Freight shipping appears to be making a comeback as a viable option for moving goods and produce through various distribution points across the country. According to the Cass Freight Index report for January 2015, a measurement of the overall freight volumes and expenditures made through North America, the shipments index is at its highest start since January 2012. This despite the fact that overall month-to-month (December 2014 – January 2015) shipments were off 4.7 percent. 2014 marked the best year for the supply chain industry, which includes freight shippers, since the Great Recession (December 2007 – June 2009).
An additional measure by Cass, the Cass Truckload Linehaul Index, which measures the fluctuations in rates charged for per-mile truckload hauls, showed an increase 7.9% year-over-year. Growing demand and fixed truck capacities indicate that an increase in contract rates will persist throughout 2015, by an average of 4 percent to 9 percent according to Avondale Partners, a securities analyst who partners with Cass for the production of the index.
There are at least 4 reasons why freight shipping is expected to grow in the coming year. These include lower gasoline prices that should result in lower shipping costs, trucking’s growing dominance over other forms of freight transportation, the advantages of trucking over other methods of transport, and a growing focus on funding for roads to accommodate economic growth.
Lower Gas Prices Should Help Lower Shipping Costs
Gas prices have steadily declined over the past several quarters, making the choice for truckload linehauls a more viable option. Crude oil prices have fallen below $100 a barrel and the near-term outlook suggests that these levels will remain at historic lows for some time. This means that the cost of fueling trucks for intercontinental and short hauls are lower, resulting in lower shipping costs across the industry.
Trucking Continues to Dominate All Forms of Freight Transportation
In 1980 trucking represented a little more than 30 percent of freight mile tonnage, according to data compiled by the U.S. Department of Transportation Bureau of Transportation Statistics (BTS). By 2007 this figure had grown to 45 percent of all freight mile tonnage. The next closest mode of freight mile tonnage, railroads, moves just 53 percent of the total amount transported via trucking. A review of the BTS data shows a steady increase in the freight mile tonnage for trucking over the 28-year measuring period, while other forms of transportation (e.g. railroad, pipeline, air, and sea) show declines. All this means is that trucking continues to grow as the preferred choice for the movement of goods from one place to another.
Trucking Better for Short Haul Distribution than Other Modes of Freight Shipping
The recovering economy has stimulated the demand for individuals with commercial driver’s license (CDL) to drive trucks for shipping short distances. The improvements in the economy mean greater demand for goods and an equivalent demand for licensed drivers to move those goods from point to point. More than 100,000 job openings for truckers will need to be filled over the next decade in order to meet the growing consumer demand.
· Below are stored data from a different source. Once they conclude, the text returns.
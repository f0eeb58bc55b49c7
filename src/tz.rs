//! Wall-clock ↔ instant conversion in a restaurant's zone.
//!
//! DST resolution is deterministic:
//! - an ambiguous local time (clocks fall back) maps to the earlier instant;
//! - a nonexistent local time (clocks spring forward) maps to the first valid
//!   local minute after the gap.

use std::sync::atomic::{AtomicI64, Ordering};
use std::sync::Arc;

use chrono::{DateTime, Duration, NaiveDate, NaiveDateTime, NaiveTime, TimeZone, Timelike, Utc};
use chrono_tz::Tz;
use thiserror::Error;

use crate::limits::MAX_DST_GAP_MINUTES;
use crate::model::Ms;

#[derive(Debug, Clone, PartialEq, Eq, Error)]
pub enum TzError {
    #[error("invalid timezone: {0}")]
    InvalidTimezone(String),
    #[error("instant out of range: {0}")]
    OutOfRange(Ms),
    #[error("local time {0} cannot be resolved")]
    Unresolvable(NaiveDateTime),
}

/// Source of "now". Injected so read-side projections can be evaluated at a fixed instant.
pub trait Clock: Send + Sync {
    fn now_ms(&self) -> Ms;
}

pub struct SystemClock;

impl Clock for SystemClock {
    fn now_ms(&self) -> Ms {
        Utc::now().timestamp_millis()
    }
}

/// Clock that only moves when told to.
#[derive(Debug, Default)]
pub struct ManualClock {
    now: AtomicI64,
}

impl ManualClock {
    pub fn new(now: Ms) -> Self {
        Self {
            now: AtomicI64::new(now),
        }
    }

    pub fn set(&self, now: Ms) {
        self.now.store(now, Ordering::SeqCst);
    }

    pub fn advance(&self, by: Ms) {
        self.now.fetch_add(by, Ordering::SeqCst);
    }
}

impl Clock for ManualClock {
    fn now_ms(&self) -> Ms {
        self.now.load(Ordering::SeqCst)
    }
}

#[derive(Debug, Clone, Copy, PartialEq, Eq)]
pub struct LocalNow {
    pub date: NaiveDate,
    pub time: NaiveTime,
    pub instant: Ms,
}

#[derive(Clone)]
pub struct TimeZoneConverter {
    clock: Arc<dyn Clock>,
}

impl TimeZoneConverter {
    pub fn new(clock: Arc<dyn Clock>) -> Self {
        Self { clock }
    }

    pub fn system() -> Self {
        Self::new(Arc::new(SystemClock))
    }

    pub fn parse_zone(zone: &str) -> Result<Tz, TzError> {
        zone.parse::<Tz>()
            .map_err(|_| TzError::InvalidTimezone(zone.to_string()))
    }

    pub fn to_utc(&self, date: NaiveDate, time: NaiveTime, zone: &str) -> Result<Ms, TzError> {
        let tz = Self::parse_zone(zone)?;
        resolve_local(date.and_time(time), tz)
    }

    pub fn to_local(&self, instant: Ms, zone: &str) -> Result<(NaiveDate, NaiveTime), TzError> {
        let tz = Self::parse_zone(zone)?;
        let local = local_datetime(instant, tz)?;
        Ok((local.date(), local.time()))
    }

    pub fn now_ms(&self) -> Ms {
        self.clock.now_ms()
    }

    pub fn now(&self, zone: &str) -> Result<LocalNow, TzError> {
        let instant = self.clock.now_ms();
        let (date, time) = self.to_local(instant, zone)?;
        Ok(LocalNow {
            date,
            time,
            instant,
        })
    }

    pub fn today(&self, zone: &str) -> Result<NaiveDate, TzError> {
        Ok(self.now(zone)?.date)
    }

    pub fn tomorrow(&self, zone: &str) -> Result<NaiveDate, TzError> {
        let today = self.today(zone)?;
        today
            .succ_opt()
            .ok_or(TzError::OutOfRange(self.clock.now_ms()))
    }

    pub fn hour_of_day(&self, zone: &str) -> Result<u32, TzError> {
        Ok(self.now(zone)?.time.hour())
    }
}

fn local_datetime(instant: Ms, tz: Tz) -> Result<NaiveDateTime, TzError> {
    let utc = DateTime::<Utc>::from_timestamp_millis(instant).ok_or(TzError::OutOfRange(instant))?;
    Ok(utc.with_timezone(&tz).naive_local())
}

/// Resolve a local wall-clock time to an instant using the DST rule in the module docs.
pub(crate) fn resolve_local(naive: NaiveDateTime, tz: Tz) -> Result<Ms, TzError> {
    if let Some(dt) = tz.from_local_datetime(&naive).earliest() {
        return Ok(dt.timestamp_millis());
    }
    for minutes in 1..=MAX_DST_GAP_MINUTES {
        let Some(candidate) = naive.checked_add_signed(Duration::minutes(minutes)) else {
            break;
        };
        if let Some(dt) = tz.from_local_datetime(&candidate).earliest() {
            tracing::debug!(%naive, resolved = %candidate, zone = %tz.name(), "local time in DST gap");
            return Ok(dt.timestamp_millis());
        }
    }
    Err(TzError::Unresolvable(naive))
}
fn tenant_record(plan: PlanTier, hours: Option<(NaiveTime, NaiveTime)>) -> TenantRecord {
    TenantRecord {
        id: Ulid::new(),
        name: "Pelmennaya".into(),
        timezone: ZONE.into(),
        plan,
        status: AccountStatus::Active,
        feature_overrides: BTreeMap::new(),
        operating_hours: hours.map(|(open, close)| OperatingHours { open, close }),
        default_duration_minutes: None,
    }
}

async fn register(f: &Fixture, plan: PlanTier, hours: Option<(NaiveTime, NaiveTime)>) -> TenantId {
    let record = tenant_record(plan, hours);
    let id = record.id;
    f.engine.quota().register_tenant(record, "owner").await.unwrap();
    id
}

async fn table(f: &Fixture, tenant_id: TenantId, name: &str, min: u32, max: u32) -> Table {
    f.engine
        .create_table(tenant_id, name, min, max, "owner")
        .await
        .unwrap()
}

fn request(
    tenant_id: TenantId,
    table_id: TableId,
    day: NaiveDate,
    at: NaiveTime,
    minutes: u32,
) -> BookingRequest {
    BookingRequest {
        tenant_id,
        table_id,
        guest_id: Ulid::new(),
        local_date: day,
        local_time: at,
        zone: ZONE.into(),
        duration_minutes: Some(minutes),
        party_size: 2,
    }
}

async fn month_reservations(f: &Fixture, tenant_id: TenantId) -> u64 {
    f.store.usage(tenant_id).await.unwrap().unwrap().month_reservations
}

// ── Fault injection ──────────────────────────────────────

/// Wraps a `MemoryStore` and fails or stalls table-scoped `begin` calls on demand.
struct FlakyStore {
    inner: MemoryStore,
    transient_failures: AtomicU32,
    transient: TransientError,
    stalls: AtomicU32,
    stall_for: Duration,
    broken: AtomicBool,
    table_begins: AtomicU32,
}

impl FlakyStore {
    fn new() -> Self {
        Self {
            inner: MemoryStore::new(),
            transient_failures: AtomicU32::new(0),
            transient: TransientError::SerializationFailure,
            stalls: AtomicU32::new(0),
            stall_for: Duration::from_millis(200),
            broken: AtomicBool::new(false),
            table_begins: AtomicU32::new(0),
        }
    }

    fn failing(mut self, n: u32, kind: TransientError) -> Self {
        self.transient_failures = AtomicU32::new(n);
        self.transient = kind;
        self
    }

    fn stalling(self, n: u32) -> Self {
        self.stalls.store(n, Ordering::SeqCst);
        self
    }

    fn broken(self) -> Self {
        self.broken.store(true, Ordering::SeqCst);
        self
    }

    fn take(counter: &AtomicU32) -> bool {
        counter
            .fetch_update(Ordering::SeqCst, Ordering::SeqCst, |n| n.checked_sub(1))
            .is_ok()
    }
}

#[async_trait]
impl Store for FlakyStore {
    async fn begin<'a>(&'a self, scope: LockScope) -> Result<Box<dyn UnitOfWork + 'a>, StoreError> {
        if matches!(scope, LockScope::Table(_)) {
            self.table_begins.fetch_add(1, Ordering::SeqCst);
            if self.broken.load(Ordering::SeqCst) {
                return Err(StoreError::Persistence("disk unavailable".into()));
            }
            if Self::take(&self.transient_failures) {
                return Err(StoreError::Transient(self.transient));
            }
            if Self::take(&self.stalls) {
                tokio::time::sleep(self.stall_for).await;
            }
        }
        self.inner.begin(scope).await
    }

    async fn insert_tenant(&self, tenant: TenantRecord, usage: TenantUsage) -> Result<(), StoreError> {
        self.inner.insert_tenant(tenant, usage).await
    }

    async fn tenant(&self, id: TenantId) -> Result<Option<TenantRecord>, StoreError> {
        self.inner.tenant(id).await
    }

    async fn usage(&self, id: TenantId) -> Result<Option<TenantUsage>, StoreError> {
        self.inner.usage(id).await
    }

    async fn table(&self, id: TableId) -> Result<Option<Table>, StoreError> {
        self.inner.table(id).await
    }

    async fn tables_for_tenant(&self, tenant_id: TenantId) -> Result<Vec<Table>, StoreError> {
        self.inner.tables_for_tenant(tenant_id).await
    }

    async fn reservations(&self, table_id: TableId, window: Span) -> Result<Vec<Reservation>, StoreError> {
        self.inner.reservations(table_id, window).await
    }

    async fn table_for_reservation(&self, id: ReservationId) -> Result<Option<TableId>, StoreError> {
        self.inner.table_for_reservation(id).await
    }
}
New Focus and Efforts to Rebuild American Roads to Accommodate Growth
Much focus as of late has been placed on the dire needs of America’s infrastructure. Bridges, roads, railroad lines and mass transit systems that are in need of repair, rebuilding and expansion have given rise to calls for public-private partnerships to fund these efforts. The creation of new roadways will bring with it new opportunities for expansion of the country’s freight shipping system, leading to more growth for the industry.